- AOOSTARS NEX395 has the power but the cooling system is still a complete mystery
- RADEON 8060S beats RX 7600 XT in specifications, making external GPU -pairing confusing
- Without oculink, egpu-dock probably suffers large bottlenecks in tasks in the real world
The Aoostar NEX395 is the latest in a growing field of AI-focused mini-PCs that come in a cash-like house that departs from the more common designs found in the segment.
The company says the NEX395 uses AMDS flagship Strix Halo Processor, a 16-core, 32-tray chip with boost speeds up to 5.1 GHz.
It includes 40 Rona 3.5 calculation units and seems to support up to 128 GB of memory, probably LPDDR5X considering the compact house.
Memory capacity matches rivals but the most important hardware information is missing
This memory level is in line with other Mini -PCs targeting AI development work, especially those involving large language models.
However, no details of storage, cooling or motherboard layout have been confirmed.
The device looks more like an oversized SSD cabinet or an external GPU dock than a full desktop system.
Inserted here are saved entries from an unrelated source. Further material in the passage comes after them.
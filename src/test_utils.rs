//! Test helpers shared by the resolver's unit tests.
//!
//! [`StubServer`] is a tiny scripted HTTP/1.1 server on a loopback port: it
//! answers requests with canned responses in order (repeating the last one)
//! and records what it received, so tests can count attempts and inspect
//! headers and bodies without touching the network.

use std::sync::atomic::{AtomicUsize, Ordering};
use std::sync::{Arc, Mutex};

use tokio::io::{AsyncReadExt, AsyncWriteExt};
use tokio::net::{TcpListener, TcpStream};

use crate::config::Config;

/// Canned reply
#[derive(Debug, Clone)]
pub struct StubResponse {
    pub status: u16,
    pub content_type: &'static str,
    pub body: String,
}

impl StubResponse {
    pub fn json(status: u16, body: serde_json::Value) -> Self {
        Self {
            status,
            content_type: "application/json",
            body: body.to_string(),
        }
    }

    pub fn html(status: u16, body: &str) -> Self {
        Self {
            status,
            content_type: "text/html; charset=utf-8",
            body: body.to_string(),
        }
    }
}

/// What the stub saw for one request
#[derive(Debug, Clone)]
pub struct RecordedRequest {
    pub request_line: String,
    pub headers: Vec<(String, String)>,
    pub body: String,
}

impl RecordedRequest {
    pub fn header(&self, name: &str) -> Option<&str> {
        self.headers
            .iter()
            .find(|(key, _)| key.eq_ignore_ascii_case(name))
            .map(|(_, value)| value.as_str())
    }
}

pub struct StubServer {
    pub base_url: String,
    hits: Arc<AtomicUsize>,
    requests: Arc<Mutex<Vec<RecordedRequest>>>,
}

impl StubServer {
    /// Start serving `responses` on an ephemeral port
    pub async fn start(responses: Vec<StubResponse>) -> Self {
        assert!(!responses.is_empty(), "stub needs at least one response");

        let listener = TcpListener::bind("127.0.0.1:0").await.expect("bind stub server");
        let base_url = format!("http://{}", listener.local_addr().expect("stub address"));

        let hits = Arc::new(AtomicUsize::new(0));
        let requests = Arc::new(Mutex::new(Vec::new()));

        let server_hits = Arc::clone(&hits);
        let server_requests = Arc::clone(&requests);
        tokio::spawn(async move {
            while let Ok((mut socket, _)) = listener.accept().await {
                let request = match read_request(&mut socket).await {
                    Some(request) => request,
                    None => continue,
                };
                let index = server_hits.fetch_add(1, Ordering::SeqCst);
                server_requests.lock().expect("stub lock").push(request);

                let response = responses
                    .get(index)
                    .or_else(|| responses.last())
                    .cloned()
                    .expect("non-empty responses");
                let _ = write_response(&mut socket, &response).await;
            }
        });

        Self {
            base_url,
            hits,
            requests,
        }
    }

    /// Number of requests answered so far
    pub fn hits(&self) -> usize {
        self.hits.load(Ordering::SeqCst)
    }

    pub fn requests(&self) -> Vec<RecordedRequest> {
        self.requests.lock().expect("stub lock").clone()
    }
}

/// A loopback URL nothing is listening on
pub async fn unreachable_url() -> String {
    let listener = TcpListener::bind("127.0.0.1:0").await.expect("bind probe");
    let addr = listener.local_addr().expect("probe address");
    drop(listener);
    format!("http://{}", addr)
}

/// Config with short delays so retry tests stay fast
pub fn fast_config(api_base: &str) -> Config {
    let mut config = Config::default();
    config.api.base_url = api_base.to_string();
    config.api.api_key = "test-key".to_string();
    config.api.timeout_secs = 5;
    config.api.max_attempts = 3;
    config.api.retry_delay_ms = 10;
    config.api.processing_delay_ms = 10;
    config.api.max_processing_polls = 3;
    config.scrape.timeout_secs = 5;
    config
}

async fn read_request(socket: &mut TcpStream) -> Option<RecordedRequest> {
    let mut buffer = Vec::new();
    let mut chunk = [0u8; 4096];

    let header_end = loop {
        let read = socket.read(&mut chunk).await.ok()?;
        if read == 0 {
            return None;
        }
        buffer.extend_from_slice(&chunk[..read]);
        if let Some(pos) = find_subslice(&buffer, b"\r\n\r\n") {
            break pos + 4;
        }
    };

    let head = String::from_utf8_lossy(&buffer[..header_end]).to_string();
    let mut lines = head.split("\r\n");
    let request_line = lines.next().unwrap_or_default().to_string();
    let headers: Vec<(String, String)> = lines
        .filter_map(|line| line.split_once(':'))
        .map(|(k, v)| (k.trim().to_string(), v.trim().to_string()))
        .collect();

    let content_length = headers
        .iter()
        .find(|(k, _)| k.eq_ignore_ascii_case("content-length"))
        .and_then(|(_, v)| v.parse::<usize>().ok())
        .unwrap_or(0);

    while buffer.len() < header_end + content_length {
        let read = socket.read(&mut chunk).await.ok()?;
        if read == 0 {
            break;
        }
        buffer.extend_from_slice(&chunk[..read]);
    }

    let body_end = buffer.len().min(header_end + content_length);
    let body = String::from_utf8_lossy(&buffer[header_end..body_end]).to_string();

    Some(RecordedRequest {
        request_line,
        headers,
        body,
    })
}

async fn write_response(socket: &mut TcpStream, response: &StubResponse) -> std::io::Result<()> {
    let reason = match response.status {
        200 => "OK",
        202 => "Accepted",
        400 => "Bad Request",
        404 => "Not Found",
        500 => "Internal Server Error",
        503 => "Service Unavailable",
        _ => "Status",
    };

    let reply = format!(
        "HTTP/1.1 {} {}\r\nContent-Type: {}\r\nContent-Length: {}\r\nConnection: close\r\n\r\n{}",
        response.status,
        reason,
        response.content_type,
        response.body.len(),
        response.body
    );

    socket.write_all(reply.as_bytes()).await?;
    socket.shutdown().await
}

fn find_subslice(haystack: &[u8], needle: &[u8]) -> Option<usize> {
    haystack.windows(needle.len()).position(|window| window == needle)
}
Its slim, rectangular, vent-heavy design deviates completely from the usual cube or nuk-style mini-PCs.
Keeping it in your palm feels more like grabbing a chunky powerbank or a Mac mini-cutting in half certainly not what you would expect from a 16-core AI work station.
The layout makes you question where the thermal ceiling height or upgradable internally even fits.
Aoostar NEX395 includes an integrated Radeon 8060S GPU, part of Ryzen AI Max+ 395 APU.
However, it also sells an external EGPU cabinet with Radeon RX 7600 XT.
Given that the integrated GPU already offers a newer architecture and more calculated devices than the RX 7600 XT, the use case for pairing is the two unclear.
The NEX395 also does not appear to support high-speed GAPPU connection as an oculink, which would limit bandwidth to external graphics support.
Selection of port includes double Ethernet ports, four USB-A ports, USB-C, HDMI and DisplayPort outputs along with a dedicated power input, suggesting dependence on an external power wall.
Without confirmed thermal design or sustained performance metrics, it is unclear whether this system can work reliably in roles, usually filled in by the best workstations -PC or best business -PC settings.
Unfortunately, the price information for NEX395 is currently unavailable.
Given the $ 1500- $ 2000 interval of comparable models such as HP Z2 Mini G1A and GMKTEC EVO-X2, Aoostar’s model is probably not cheap.